Appellant next questions the failure of the trial judge to grant an instruction on the law of entrapment. Throughout the trial appellant maintained that he had not committed the crime. When a defendant insists that he did not commit the acts charged, then one of the bases for the defense of entrapment is lacking.[6] On the basis of the record before us we hold that failure to give such an instruction was not error.

The final question is whether appellant was entitled to a stronger charge concerning the credibility of the witness Meadows. We are satisfied that the language used by the judge adequately cautioned the jury to consider anything that might impair Meadows' credibility. It included a charge as to possible bias, demeanor and behavior as well as the fact that the jury was to consider anything that might have an adverse effect on credibility. There was no error in this respect.

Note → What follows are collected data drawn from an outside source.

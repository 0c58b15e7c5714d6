pub mod error;
pub mod ops;
pub mod parser;
pub mod store;
pub mod validate;
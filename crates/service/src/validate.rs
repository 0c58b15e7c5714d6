use thiserror::Error;
use uuid::{Uuid, Variant};

#[derive(Debug, Clone, PartialEq, Error)]
#[error("invalid {field}: {reason}")]
pub struct ValidationError {
    pub field: &'static str,
    pub reason: &'static str,
}

impl ValidationError {
    pub fn new(field: &'static str, reason: &'static str) -> Self {
        Self { field, reason }
    }
}

/// Shape check for one request body, run before any store access.
pub trait Validate {
    fn validate(&self) -> Result<(), ValidationError>;
}

/// Hyphenated UUID, version 4, RFC 4122 variant. Case-insensitive.
pub fn is_uuid_v4(candidate: &str) -> bool {
    // parse_str also takes simple, braced and urn forms; only the 36-char hyphenated form is an id.
    if candidate.len() != 36 {
        return false;
    }
    match Uuid::parse_str(candidate) {
        Ok(uuid) => uuid.get_version_num() == 4 && uuid.get_variant() == Variant::RFC4122,
        Err(_) => false,
    }
}

pub(crate) fn non_empty(field: &'static str, value: &str) -> Result<(), ValidationError> {
    if value.trim().is_empty() {
        return Err(ValidationError::new(field, "must not be empty"));
    }
    Ok(())
}

pub(crate) fn finite(field: &'static str, value: f64) -> Result<(), ValidationError> {
    if !value.is_finite() {
        return Err(ValidationError::new(field, "must be a finite number"));
    }
    Ok(())
}

pub(crate) fn uuid_shaped(field: &'static str, value: &str) -> Result<(), ValidationError> {
    if !is_uuid_v4(value) {
        return Err(ValidationError::new(field, "must be a UUID v4"));
    }
    Ok(())
}
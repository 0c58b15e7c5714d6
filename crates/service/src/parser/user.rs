use nook_database::table::{FieldRef, Record};
use serde::{Deserialize, Serialize};

use crate::validate::{finite, non_empty, Validate, ValidationError};


#[derive(Clone, Debug, PartialEq, Serialize, Deserialize)]
#[serde(rename_all = "camelCase")]
pub struct User {
    pub id: String,
    pub name: String,
    pub balance: f64,
    pub subscribed_to_user_ids: Vec<String>,   // ids of users that subscribed to this one
}

#[derive(Clone, Debug, Serialize, Deserialize)]
#[serde(rename_all = "camelCase", deny_unknown_fields)]
pub struct CreateUser {
    pub name: String,
    pub balance: f64,
}

#[derive(Clone, Debug, Default, Serialize, Deserialize)]
#[serde(rename_all = "camelCase", deny_unknown_fields)]
pub struct ChangeUser {
    pub name: Option<String>,
    pub balance: Option<f64>,
}

/// Body of `subscribeTo` / `unsubscribeFrom`: the user being (un)subscribed to.
#[derive(Clone, Debug, Serialize, Deserialize)]
#[serde(rename_all = "camelCase", deny_unknown_fields)]
pub struct SubscribeBody {
    pub user_id: String,
}

impl User {
    /// Shallow merge: provided fields overwrite, absent ones are kept.
    pub fn merge(self, change: ChangeUser) -> Self {
        User {
            name: change.name.unwrap_or(self.name),
            balance: change.balance.unwrap_or(self.balance),
            ..self
        }
    }
}

impl Record for User {
    type Draft = CreateUser;

    fn id(&self) -> &str {
        &self.id
    }

    fn field(&self, key: &str) -> Option<FieldRef<'_>> {
        match key {
            "id" => Some(FieldRef::Text(&self.id)),
            "subscribedToUserIds" => Some(FieldRef::List(&self.subscribed_to_user_ids)),
            _ => None,
        }
    }

    fn from_draft(id: String, draft: CreateUser) -> Self {
        User {
            id,
            name: draft.name,
            balance: draft.balance,
            subscribed_to_user_ids: Vec::new(),
        }
    }

    fn set_id(&mut self, id: &str) {
        self.id = id.to_string();
    }
}

impl Validate for CreateUser {
    fn validate(&self) -> Result<(), ValidationError> {
        finite("balance", self.balance)
    }
}

impl Validate for ChangeUser {
    fn validate(&self) -> Result<(), ValidationError> {
        match self.balance {
            Some(balance) => finite("balance", balance),
            None => Ok(()),
        }
    }
}

impl Validate for SubscribeBody {
    fn validate(&self) -> Result<(), ValidationError> {
        non_empty("userId", &self.user_id)
    }
}
use axum::extract::{Path, State};
use axum::Json;
use nook_database::basic_db::SafeDatabase;
use nook_service::ops::member_types;
use nook_service::parser::member_type::{ChangeMemberType, MemberType};
use nook_service::store::Tables;

use crate::error::ApiError;
use crate::extract::ValidJson;

// Member-type ids are catalog keys, not UUIDs.

pub async fn get_all_member_types<T: SafeDatabase<Tables>>(
    State(database): State<T>,
) -> Result<Json<Vec<MemberType>>, ApiError> {
    let member_types = database.read(member_types::list)?;
    Ok(Json(member_types))
}

pub async fn get_member_type_by_id<T: SafeDatabase<Tables>>(
    State(database): State<T>,
    Path(id): Path<String>,
) -> Result<Json<MemberType>, ApiError> {
    let member_type = database.read(|tables| member_types::get(tables, &id))??;
    Ok(Json(member_type))
}

pub async fn change_member_type<T: SafeDatabase<Tables>>(
    State(database): State<T>,
    Path(id): Path<String>,
    ValidJson(payload): ValidJson<ChangeMemberType>,
) -> Result<Json<MemberType>, ApiError> {
    let member_type = database.transact(|tables| member_types::change(tables, &id, payload))??;
    Ok(Json(member_type))
}
use nook_database::table::{FieldRef, Record};
use serde::{Deserialize, Serialize};

use crate::validate::{uuid_shaped, Validate, ValidationError};


#[derive(Clone, Debug, PartialEq, Serialize, Deserialize)]
#[serde(rename_all = "camelCase")]
pub struct Post {
    pub id: String,
    pub user_id: String,
    pub title: String,
    pub content: String,
}

#[derive(Clone, Debug, Serialize, Deserialize)]
#[serde(rename_all = "camelCase", deny_unknown_fields)]
pub struct CreatePost {
    pub user_id: String,
    pub title: String,
    pub content: String,
}

#[derive(Clone, Debug, Default, Serialize, Deserialize)]
#[serde(rename_all = "camelCase", deny_unknown_fields)]
pub struct ChangePost {
    pub title: Option<String>,
    pub content: Option<String>,
}

impl Post {
    pub fn merge(self, change: ChangePost) -> Self {
        Post {
            title: change.title.unwrap_or(self.title),
            content: change.content.unwrap_or(self.content),
            ..self
        }
    }
}

impl Record for Post {
    type Draft = CreatePost;

    fn id(&self) -> &str {
        &self.id
    }

    fn field(&self, key: &str) -> Option<FieldRef<'_>> {
        match key {
            "id" => Some(FieldRef::Text(&self.id)),
            "userId" => Some(FieldRef::Text(&self.user_id)),
            _ => None,
        }
    }

    fn from_draft(id: String, draft: CreatePost) -> Self {
        Post {
            id,
            user_id: draft.user_id,
            title: draft.title,
            content: draft.content,
        }
    }

    fn set_id(&mut self, id: &str) {
        self.id = id.to_string();
    }
}

impl Validate for CreatePost {
    fn validate(&self) -> Result<(), ValidationError> {
        uuid_shaped("userId", &self.user_id)
    }
}

impl Validate for ChangePost {
    fn validate(&self) -> Result<(), ValidationError> {
        Ok(())
    }
}
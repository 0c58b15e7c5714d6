pub mod config;
pub mod error;
pub mod extract;
pub mod member_types;
pub mod posts;
pub mod profiles;
pub mod router;
pub mod server;
pub mod users;
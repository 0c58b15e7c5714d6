use nook_database::table::Table;

use crate::parser::member_type::MemberType;
use crate::parser::post::Post;
use crate::parser::profile::Profile;
use crate::parser::user::User;

/// All resource collections, guarded together by one `SafeDatabase`.
#[derive(Debug, Clone, Default)]
pub struct Tables {
    pub users: Table<User>,
    pub profiles: Table<Profile>,
    pub posts: Table<Post>,
    pub member_types: Table<MemberType>,
}

impl Tables {
    pub fn seeded() -> Self {
        let mut tables = Tables::default();
        for member_type in MemberType::catalog() {
            tables.member_types.insert(member_type);
        }
        tables
    }
}
pub mod member_type;
pub mod post;
pub mod profile;
pub mod user;
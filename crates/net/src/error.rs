use axum::extract::rejection::JsonRejection;
use axum::http::StatusCode;
use axum::response::{IntoResponse, Response};
use axum::Json;
use nook_database::basic_db::DatabaseError;
use nook_service::error::ServiceError;
use nook_service::validate::ValidationError;
use serde::{Deserialize, Serialize};
use thiserror::Error;
use tracing::error;

#[derive(Debug, Error)]
pub enum ApiError {
    #[error("{0}")]
    BadRequest(String),

    #[error("{0}")]
    NotFound(String),

    #[error("{0}")]
    Internal(String),
}

/// JSON error body: `{"statusCode": 404, "error": "Not Found", "message": "..."}`.
#[derive(Debug, Serialize, Deserialize)]
#[serde(rename_all = "camelCase")]
pub struct ErrorBody {
    pub status_code: u16,
    pub error: String,
    pub message: String,
}

impl ApiError {
    pub fn status(&self) -> StatusCode {
        match self {
            ApiError::BadRequest(_) => StatusCode::BAD_REQUEST,
            ApiError::NotFound(_) => StatusCode::NOT_FOUND,
            ApiError::Internal(_) => StatusCode::INTERNAL_SERVER_ERROR,
        }
    }
}

impl IntoResponse for ApiError {
    fn into_response(self) -> Response {
        let status = self.status();
        let body = ErrorBody {
            status_code: status.as_u16(),
            error: status.canonical_reason().unwrap_or("Error").to_string(),
            message: self.to_string(),
        };

        (status, Json(body)).into_response()
    }
}

impl From<ServiceError> for ApiError {
    fn from(err: ServiceError) -> Self {
        match err {
            ServiceError::BadRequest(msg) => ApiError::BadRequest(msg),
            ServiceError::NotFound(msg) => ApiError::NotFound(msg),
        }
    }
}

impl From<DatabaseError> for ApiError {
    fn from(err: DatabaseError) -> Self {
        error!("store unavailable: {err}");
        ApiError::Internal(err.to_string())
    }
}

impl From<ValidationError> for ApiError {
    fn from(err: ValidationError) -> Self {
        ApiError::BadRequest(err.to_string())
    }
}

impl From<JsonRejection> for ApiError {
    fn from(rejection: JsonRejection) -> Self {
        ApiError::BadRequest(rejection.body_text())
    }
}
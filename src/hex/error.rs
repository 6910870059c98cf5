use thiserror::Error;

/// The closed set of ways a boundary call into this crate can fail.
///
/// The solver itself never raises one of these (it is total on well-formed
/// boards). They only surface at construction, parsing, and play time.
#[derive(Error, Debug, Clone, PartialEq, Eq)]
pub enum HexError {
    #[error("index {index} out of range [{low}, {high})")]
    OutOfRange { index: i64, low: i64, high: i64 },

    #[error("illegal argument: {reason}")]
    IllegalArgument { reason: String },

    #[error("cell {cell} is already occupied")]
    CellOccupied { cell: u32 },

    #[error("parse error: {reason}")]
    ParseError { reason: String },

    #[error("cannot take min/max of an empty set")]
    EmptySet,

    #[error("value has bits set beyond position 63")]
    Overflow,

    #[error("illegal state: {reason}")]
    IllegalState { reason: String },
}

pub type Result<T> = std::result::Result<T, HexError>;
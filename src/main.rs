use clap::Parser;
use flexi_logger::{AdaptiveFormat, Logger, WriteMode};
use lib_hex::hex::cellset::board_side;
use lib_hex::hex::{notation, search};
use rand::rngs::StdRng;
use rand::SeedableRng;

/// A thin CLI over the solver: parse a position, run `search`, print the
/// winner and its proof footprint. Kept small and undocumented beyond
/// what's needed to exercise `lib_hex`.
#[derive(Parser, Debug)]
#[command(name = "hexsolve", about = "Decide a Hex position's forced winner and minimal proof")]
struct Options {
    /// A literal position: either a bare glyph stream or a "P:GGG...G" state string.
    #[arg(short, long, conflicts_with = "input")]
    state: Option<String>,

    /// Path to a file holding a position in the same format as --state.
    #[arg(short, long)]
    input: Option<std::path::PathBuf>,

    /// Seed for the move-exploration PRNG; fixed seeds make proofs reproducible.
    #[arg(long, default_value_t = 0)]
    seed: u64,

    /// Log level passed through to flexi_logger's env-or-str initializer.
    #[arg(long)]
    log_level: Option<String>,
}

fn cell_count(content: &str) -> usize {
    let body = content.find(':').map_or(content, |idx| &content[idx + 1..]);
    body.chars().filter(|c| !c.is_whitespace()).count()
}

fn solve<const N: u32>(content: &str, seed: u64) -> anyhow::Result<()> {
    let board = if content.contains(':') {
        notation::parse_state_string::<N>(content)?
    } else {
        notation::parse_board::<N>(content)?
    };

    let mut rng = StdRng::seed_from_u64(seed);
    let (winner, witness) = search::search(&board, &mut rng);
    log::debug!("search completed, witness cost {}", witness.cost());

    let mut footprint: Vec<u32> = witness.body().iter().collect();
    footprint.sort();
    println!("winner: {winner:?}");
    println!("footprint: {footprint:?}");
    Ok(())
}

fn main() -> anyhow::Result<()> {
    dotenvy::dotenv().ok();
    let options = Options::parse();
    let _logger = Logger::try_with_env_or_str(options.log_level.clone().unwrap_or_else(|| "info".into()))?
        .write_mode(WriteMode::BufferAndFlush)
        .log_to_stderr()
        .adaptive_format_for_stderr(match cfg!(debug_assertions) {
            true => AdaptiveFormat::WithThread,
            false => AdaptiveFormat::Default,
        })
        .start()?;

    let content = match (&options.state, &options.input) {
        (Some(s), _) => s.clone(),
        (None, Some(path)) => std::fs::read_to_string(path)?,
        (None, None) => anyhow::bail!("one of --state or --input is required"),
    };

    let n = cell_count(&content) as u32;
    let side = board_side(n);
    if side * side != n || side < 1 || side > 13 {
        anyhow::bail!("position has {n} cells, which is not a square board side in [1,13]");
    }

    match side {
        1 => solve::<1>(&content, options.seed),
        2 => solve::<4>(&content, options.seed),
        3 => solve::<9>(&content, options.seed),
        4 => solve::<16>(&content, options.seed),
        5 => solve::<25>(&content, options.seed),
        6 => solve::<36>(&content, options.seed),
        7 => solve::<49>(&content, options.seed),
        8 => solve::<64>(&content, options.seed),
        9 => solve::<81>(&content, options.seed),
        10 => solve::<100>(&content, options.seed),
        11 => solve::<121>(&content, options.seed),
        12 => solve::<144>(&content, options.seed),
        13 => solve::<169>(&content, options.seed),
        _ => unreachable!("side was validated to lie in [1,13] above"),
    }
}
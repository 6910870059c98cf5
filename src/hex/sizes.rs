use crate::hex::board::Board;
use crate::hex::cellset::CellSet;

macro_rules! board_size {
    ($cellset_name:ident, $board_name:ident, $s:expr) => {
        pub type $cellset_name = CellSet<{ $s * $s }>;
        pub type $board_name = Board<{ $s * $s }>;
    };
}

board_size!(CellSet1, Board1, 1);
board_size!(CellSet2, Board2, 2);
board_size!(CellSet3, Board3, 3);
board_size!(CellSet4, Board4, 4);
board_size!(CellSet5, Board5, 5);
board_size!(CellSet6, Board6, 6);
board_size!(CellSet7, Board7, 7);
board_size!(CellSet8, Board8, 8);
board_size!(CellSet9, Board9, 9);
board_size!(CellSet10, Board10, 10);
board_size!(CellSet11, Board11, 11);
board_size!(CellSet12, Board12, 12);
board_size!(CellSet13, Board13, 13);
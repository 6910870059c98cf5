use std::cmp::Ordering;

use rand::rngs::StdRng;
use rand::seq::SliceRandom;

use crate::hex::board::Board;
use crate::hex::cellset::CellSet;
use crate::hex::oracle;
use crate::hex::pattern::{compare, Pattern};
use crate::hex::player::Player;

fn threat<const N: u32>(play: u32, sub: Option<Pattern<N>>) -> Pattern<N> {
    let mut body = CellSet::empty();
    body.set(play).expect("play is always a valid cell index");
    if let Some(s) = &sub {
        body = body | s.body();
    }
    Pattern::threat(play, body, sub)
}

/// Collapses the set of sub-patterns left behind by moves that did not
/// avert an opponent win into the cheapest solid witness available.
/// Falls back to the unminimised fork if it somehow fails to be solid
/// (the narrowing loop below is what keeps that from happening in
/// practice).
fn resolve_opponent_fork<const N: u32>(tines: Vec<Pattern<N>>) -> Pattern<N> {
    match tines.len() {
        0 => Pattern::None,
        1 => tines.into_iter().next().expect("length checked above"),
        _ => {
            let fork = Pattern::fork(tines);
            fork.minimum_fork().unwrap_or(fork)
        }
    }
}

/// Decides the winner of `board` and a minimal proof witness, recursing
/// over the side to move's legal replies. `rng` drives move-exploration
/// order only; with a fixed seed, the result is deterministic.
pub fn search<const N: u32>(board: &Board<N>, rng: &mut StdRng) -> (Player, Pattern<N>) {
    let side = board.player();

    let mut must = board.empty_cells();
    let mut moves: Vec<u32> = must.iter().collect();
    moves.shuffle(rng);

    let mut best_win: Option<Pattern<N>> = None;
    let mut opponent_tines: Vec<Pattern<N>> = Vec::new();

    for c in moves {
        if !must.test(c) {
            // "must" narrowed since the candidate list was fixed.
            continue;
        }

        let played = board.play(c).expect("c drawn from empty_cells is always legal");
        let candidate = if oracle::winner(&played, Some(side)).is(side) {
            Some(threat(c, None))
        } else {
            let (sub_winner, sub_pattern) = search(&played, rng);
            if sub_winner == side {
                Some(threat(c, Some(sub_pattern)))
            } else {
                must = must & sub_pattern.body();
                opponent_tines.push(sub_pattern);
                None
            }
        };

        if let Some(candidate) = candidate {
            best_win = match best_win {
                None => Some(candidate),
                Some(current) if compare(&candidate, &current) == Ordering::Less => Some(candidate),
                Some(current) => Some(current),
            };
        }
    }

    match best_win {
        Some(pattern) => (side, pattern),
        None => (side.opponent(), resolve_opponent_fork(opponent_tines)),
    }
}

#[cfg(test)]
mod tests {
    use super::*;
    use crate::hex::sizes::{Board1, Board2, Board3, Board4};
    use rand::SeedableRng;

    fn rng() -> StdRng {
        StdRng::seed_from_u64(42)
    }

    #[test]
    fn side_one_board_forces_an_immediate_win() {
        let board = Board1::empty();
        let (winner, witness) = search(&board, &mut rng());
        assert_eq!(winner, Player::X);
        assert_eq!(witness.play_index(), Some(0));
    }

    #[test]
    fn side_two_after_x_plays_cell_one_x_wins_with_remaining_cells() {
        let board = Board2::empty().play(1).unwrap();
        let (winner, witness) = search(&board, &mut rng());
        assert_eq!(winner, Player::X);
        let mut footprint: Vec<u32> = witness.body().iter().collect();
        footprint.sort();
        assert_eq!(footprint, vec![2, 3]);
    }

    #[test]
    fn side_two_empty_x_wins() {
        let board = Board2::empty();
        let (winner, witness) = search(&board, &mut rng());
        assert_eq!(winner, Player::X);
        let mut footprint: Vec<u32> = witness.body().iter().collect();
        footprint.sort();
        assert_eq!(footprint, vec![0, 1, 2]);
    }

    #[test]
    fn side_three_empty_x_wins() {
        let board = Board3::empty();
        let (winner, witness) = search(&board, &mut rng());
        assert_eq!(winner, Player::X);
        let mut footprint: Vec<u32> = witness.body().iter().collect();
        footprint.sort();
        assert_eq!(footprint, vec![1, 2, 4, 6, 7]);
    }

    #[test]
    fn side_four_with_partial_position_x_wins() {
        let vert = {
            let mut s = crate::hex::sizes::CellSet4::empty();
            s.set(6).unwrap();
            s.set(10).unwrap();
            s
        };
        let horz = {
            let mut s = crate::hex::sizes::CellSet4::empty();
            s.set(0).unwrap();
            s
        };
        let board = Board4::from_cellsets(vert, horz, None).unwrap();
        let (winner, witness) = search(&board, &mut rng());
        assert_eq!(winner, Player::X);
        let mut footprint: Vec<u32> = witness.body().iter().collect();
        footprint.sort();
        assert_eq!(footprint, vec![1, 2, 12, 13]);
    }

    #[test]
    fn search_is_deterministic_under_a_fixed_seed() {
        let board = Board3::empty();
        let (w1, p1) = search(&board, &mut StdRng::seed_from_u64(7));
        let (w2, p2) = search(&board, &mut StdRng::seed_from_u64(7));
        assert_eq!(w1, w2);
        assert_eq!(p1.body().count(), p2.body().count());
        assert_eq!(p1.cost(), p2.cost());
    }
}
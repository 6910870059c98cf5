use crate::hex::board::Board;
use crate::hex::cellset::CellSet;
use crate::hex::player::{Player, Winner};

fn edges<const N: u32>(side: Player) -> (CellSet<N>, CellSet<N>) {
    match side {
        Player::X => (CellSet::top(), CellSet::bottom()),
        Player::O => (CellSet::left(), CellSet::right()),
    }
}

fn owned<const N: u32>(board: &Board<N>, side: Player) -> CellSet<N> {
    match side {
        Player::X => board.vertical_cells(),
        Player::O => board.horizontal_cells(),
    }
}

/// Whether `side` has an actual edge-to-edge connection on `board`.
pub fn is_connected<const N: u32>(board: &Board<N>, side: Player) -> bool {
    if CellSet::<N>::board_side() == 1 {
        return owned(board, side).any();
    }

    let own = owned(board, side);
    let (e_start, e_stop) = edges::<N>(side);
    let mut start = own & e_start;
    let mut stop = own & e_stop;
    if start.none() || stop.none() {
        return false;
    }

    loop {
        let start_next = (start.neighbors() & own) | start;
        let stop_next = (stop.neighbors() & own) | stop;
        if (start_next & stop_next).any() {
            return true;
        }
        if start_next == start && stop_next == stop {
            return false;
        }
        start = start_next;
        stop = stop_next;
    }
}

/// Whether `side` has a virtual connection: the same bilateral flood, but
/// on stagnation the two frontiers are checked for a shared pair of vacant
/// common neighbours (a Hex bridge) before giving up.
pub fn is_virtually_connected<const N: u32>(board: &Board<N>, side: Player) -> bool {
    if CellSet::<N>::board_side() == 1 {
        return owned(board, side).any();
    }

    let own = owned(board, side);
    let empty = board.empty_cells();
    let (e_start, e_stop) = edges::<N>(side);
    let mut start = own & e_start;
    let mut stop = own & e_stop;
    if start.none() || stop.none() {
        return false;
    }

    loop {
        let start_next = (start.neighbors() & own) | start;
        let stop_next = (stop.neighbors() & own) | stop;
        if (start_next & stop_next).any() {
            return true;
        }
        if start_next == start && stop_next == stop {
            let bridge = start.neighbors() & stop.neighbors() & empty;
            return bridge.count() >= 2;
        }
        start = start_next;
        stop = stop_next;
    }
}

/// Decides which side (if either) has actually connected their edges.
/// `test_for`: restricts the query to one side when `Some`; evaluates
/// both when `None`.
pub fn winner<const N: u32>(board: &Board<N>, test_for: Option<Player>) -> Winner {
    let check_x = test_for.is_none_or(|p| p == Player::X);
    let check_o = test_for.is_none_or(|p| p == Player::O);
    if check_x && is_connected(board, Player::X) {
        return Winner::X;
    }
    if check_o && is_connected(board, Player::O) {
        return Winner::O;
    }
    Winner::Unknown
}

/// As `winner`, but for virtual (bridge-inclusive) connection.
pub fn virtual_winner<const N: u32>(board: &Board<N>, test_for: Option<Player>) -> Winner {
    let check_x = test_for.is_none_or(|p| p == Player::X);
    let check_o = test_for.is_none_or(|p| p == Player::O);
    if check_x && is_virtually_connected(board, Player::X) {
        return Winner::X;
    }
    if check_o && is_virtually_connected(board, Player::O) {
        return Winner::O;
    }
    Winner::Unknown
}

#[cfg(test)]
mod tests {
    use super::*;
    use crate::hex::sizes::{Board1, Board7, Board8};

    #[test]
    fn board1_connection_iff_cell_owned() {
        let empty = Board1::empty();
        assert_eq!(winner(&empty, None), Winner::Unknown);

        let played = empty.play(0).unwrap();
        assert_eq!(winner(&played, None), Winner::X);
    }

    #[test]
    fn horizontal_row_connects_left_to_right_on_side_8() {
        // Every cell of row 0 owned by O.
        let mut horz = crate::hex::sizes::CellSet8::empty();
        for c in 0..8u32 {
            horz.set(c).unwrap();
        }
        let b = Board8::from_cellsets(crate::hex::sizes::CellSet8::empty(), horz, None).unwrap();
        assert_eq!(winner(&b, None), Winner::O);
        assert_eq!(virtual_winner(&b, None), Winner::O);
    }

    #[test]
    fn middle_row_alone_does_not_connect_top_to_bottom_on_side_7() {
        let mut vert = crate::hex::sizes::CellSet7::empty();
        for c in 0..7u32 {
            vert.set(3 * 7 + c).unwrap();
        }
        let b = Board7::from_cellsets(vert, crate::hex::sizes::CellSet7::empty(), Some(Player::X)).unwrap();
        assert_eq!(winner(&b, None), Winner::Unknown);
        assert_eq!(virtual_winner(&b, None), Winner::Unknown);
    }

    #[test]
    fn test_for_restricts_reported_side() {
        let mut horz = crate::hex::sizes::CellSet8::empty();
        for c in 0..8u32 {
            horz.set(c).unwrap();
        }
        let b = Board8::from_cellsets(crate::hex::sizes::CellSet8::empty(), horz, None).unwrap();
        assert_eq!(winner(&b, Some(Player::X)), Winner::Unknown);
        assert_eq!(winner(&b, Some(Player::O)), Winner::O);
    }
}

The evidence being ample to support a verdict of guilty, and the record being free of error, the convictions below must be



[1] The forty-five bluish-green tablets contained "butisol" or butobarbital, a derivative of barbituric acid, and the thirteen capsules contained phenobarbital, also a derivative of barbituric acid, both "dangerous drugs."

[2] Code 1951, § 33-704 exempts individuals from the coverage of the Dangerous Drug Act who are engaged in "lawful research, teaching, or testing."

[3] Dumbra v. United States, 268 U.S. 435, 441, 45 S. Ct. 546, 549, 69 L. Ed. 1032, 1036.

[4] Harris v. United States, 331 U.S. 145, 67 S. Ct. 1098, 91 L. Ed. 1399, rehearing denied 331 U.S. 867, 67 S. Ct. 1527, 91 L. Ed. 1871; see also Palmer v. United States, 92 U.S.App.D.C. 103, 203 F.2d 66.

[5] Harris v. United States, 331 U.S. 145, 67 S. Ct. 1098, 91 L. Ed. 1399, rehearing denied 331 U.S. 867, 67 S. Ct. 1527, 91 L. Ed. 1871, and cases cited therein.

[6] Rodriguez v. United States, 5 Cir., 227 F.2d 912; United States v. Kaiser, 7 Cir., 138 F.2d 219, certiorari denied 320 U.S. 801, 64 S. Ct. 431, 88 L. Ed. 483.